Peru state of emergency
Peru’s government declared a 30-day nationwide state of emergency yesterday as social unrest builds, with rising casualties (nearing double digits) from confrontations between protesters and security forces. Roadblocks, attempts to seize airports around the country, and economic disruptions (including impeding the transportation of mining products) have prompted the announcement. Note that the decree does not include a curfew, which would have likely inflamed sentiment further.
Congress will today debate Pres Boluarte’s proposal to hold early elections, as soon as December 2023; which does not look soon enough to calm protesters. What’s more, Peru’s Judiciary will today decide whether to extend former President Castillo’s pretrial detention to 18 months; the hearing is scheduled to begin at 8.30ET. It’s difficult to envision that his detention will not be extended—in turn, expect more social unrest.
Colombia min wage deadline ahead of BanRep
Today marks the first deadline for minimum wage negotiations in Colombia between businesses and workers groups. Given the most recent inflation and productivity growth figures, a roughly 15% increase seems to be the minimum that will be agreed on. In any case, this will act as a strong upside pressure on inflation and BanRep will consider this at its policy decision tomorrow, where we expect a 100bps hike with hawkish guidance.
—Juan Manuel Herrera
COLOMBIA: INFLATION EXPECTATIONS DEVIATED FURTHER FROM TARGET, WHILE THE END OF THE HIKING CYCLE IS EXPECTED AT THE BEGINNING OF 2023
On Wednesday, BanRep released its monthly survey of economic expectations. Inflation expectations (IE) for the end-22 increased 0.37ppts due to the upside surprise in November’s data. At end-2023, the survey showed inflation expectations well above the central bank’s target, at 7.74%. Monthly inflation for December is expected at 0.82% m/m while we project a 0.84% m/m increase to close out the year at 12.66%, and only falling to 7.51% at end-2023 (chart 1).

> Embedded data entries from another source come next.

//! Redis cache backend.
//!
//! Holds one multiplexed [`ConnectionManager`] shared by every request. The
//! connection is opened lazily on the first operation and reopened on the
//! next operation after [`CacheStore::disconnect`].

use async_trait::async_trait;
use redis::AsyncCommands;
use redis::aio::ConnectionManager;
use tokio::sync::RwLock;
use tracing::{error, info};

use super::{CacheError, CacheStore};

/// Redis-backed [`CacheStore`].
pub struct RedisCache {
    client: redis::Client,
    manager: RwLock<Option<ConnectionManager>>,
}

impl RedisCache {
    /// Parse the URL. Does not connect.
    pub fn open(redis_url: &str) -> Result<Self, CacheError> {
        let client = redis::Client::open(redis_url)
            .map_err(|e| CacheError::Connection(format!("invalid Redis URL: {e}")))?;
        Ok(Self {
            client,
            manager: RwLock::new(None),
        })
    }

    /// Whether a connection is currently held.
    pub async fn is_connected(&self) -> bool {
        self.manager.read().await.is_some()
    }

    async fn connection(&self) -> Result<ConnectionManager, CacheError> {
        if let Some(manager) = self.manager.read().await.as_ref() {
            return Ok(manager.clone());
        }

        let mut guard = self.manager.write().await;
        if let Some(manager) = guard.as_ref() {
            return Ok(manager.clone());
        }
        let manager = self.client.get_connection_manager().await.map_err(|e| {
            error!("failed to connect to Redis: {e}");
            CacheError::Connection(e.to_string())
        })?;
        info!("connected to Redis");
        *guard = Some(manager.clone());
        Ok(manager)
    }
}

#[async_trait]
impl CacheStore for RedisCache {
    async fn get_raw(&self, key: &str) -> Result<Option<String>, CacheError> {
        let mut conn = self.connection().await?;
        let value: Option<String> = conn.get(key).await.map_err(|e| {
            error!(key, "Redis GET failed: {e}");
            CacheError::Backend(e)
        })?;
        Ok(value)
    }

    async fn set_raw(
        &self,
        key: &str,
        value: String,
        ttl_secs: Option<u64>,
    ) -> Result<(), CacheError> {
        let mut conn = self.connection().await?;
        let result = match ttl_secs {
            Some(ttl) if ttl > 0 => conn.set_ex::<_, _, ()>(key, value, ttl).await,
            _ => conn.set::<_, _, ()>(key, value).await,
        };
        result.map_err(|e| {
            error!(key, "Redis SET failed: {e}");
            CacheError::Backend(e)
        })
    }

    async fn delete(&self, key: &str) -> Result<(), CacheError> {
        let mut conn = self.connection().await?;
        conn.del::<_, ()>(key).await.map_err(|e| {
            error!(key, "Redis DEL failed: {e}");
            CacheError::Backend(e)
        })
    }

    async fn clear_all(&self) -> Result<(), CacheError> {
        let mut conn = self.connection().await?;
        let _: () = redis::cmd("FLUSHALL")
            .query_async(&mut conn)
            .await
            .map_err(|e| {
                error!("Redis FLUSHALL failed: {e}");
                CacheError::Backend(e)
            })?;
        Ok(())
    }

    async fn disconnect(&self) -> Result<(), CacheError> {
        if self.manager.write().await.take().is_some() {
            info!("disconnected from Redis");
        }
        Ok(())
    }

    async fn ping(&self) -> Result<(), CacheError> {
        let mut conn = self.connection().await?;
        let response: String = redis::cmd("PING").query_async(&mut conn).await?;
        if response == "PONG" {
            Ok(())
        } else {
            Err(CacheError::Connection(format!(
                "unexpected PING response: {response}"
            )))
        }
    }
}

Consensus expects the hiking cycle to continue with a hike of 100 bps on Friday to 12%, with a final 50bps rise to 12.5% in January. Our bias is also in favour of a 100bps tomorrow amid the recent solid performance of economic activity and given that inflation expectations remain sharply off- target.
- Short-term inflation expectation. For December the consensus sits at 0.82% m/m, placing year-on-year inflation at 12.64% (from 12.27% in November), 0.37ppts above last month’s survey (table 1). That said, the potential inflation peak could be seen in the current month’s data. The survey’s dispersion remains high, with the lowest submission at 0.40% mm/ against a peak projection of 1.04% m/m. Scotiabank Economics expects monthly inflation for December to be +0.84% m/m and 12.66% y/y, which we see as the zenith of inflation in the country. In December, we will still observe upside pressure from food, gasoline, tradable goods and utilities prices.
- Medium-term inflation. The risk of inflation not peaking in December is high due to indexation effects in the first quarter of 2023 and a high food prices base that has been the main contributor to inflation. IE for 1-year ahead stood 7.74% y/y (above last month’s reading of 7.70% y/y); while the 2-year-ahead gauge decreased by 0.11ppts to 4.57% y/y, still away from the central bank target.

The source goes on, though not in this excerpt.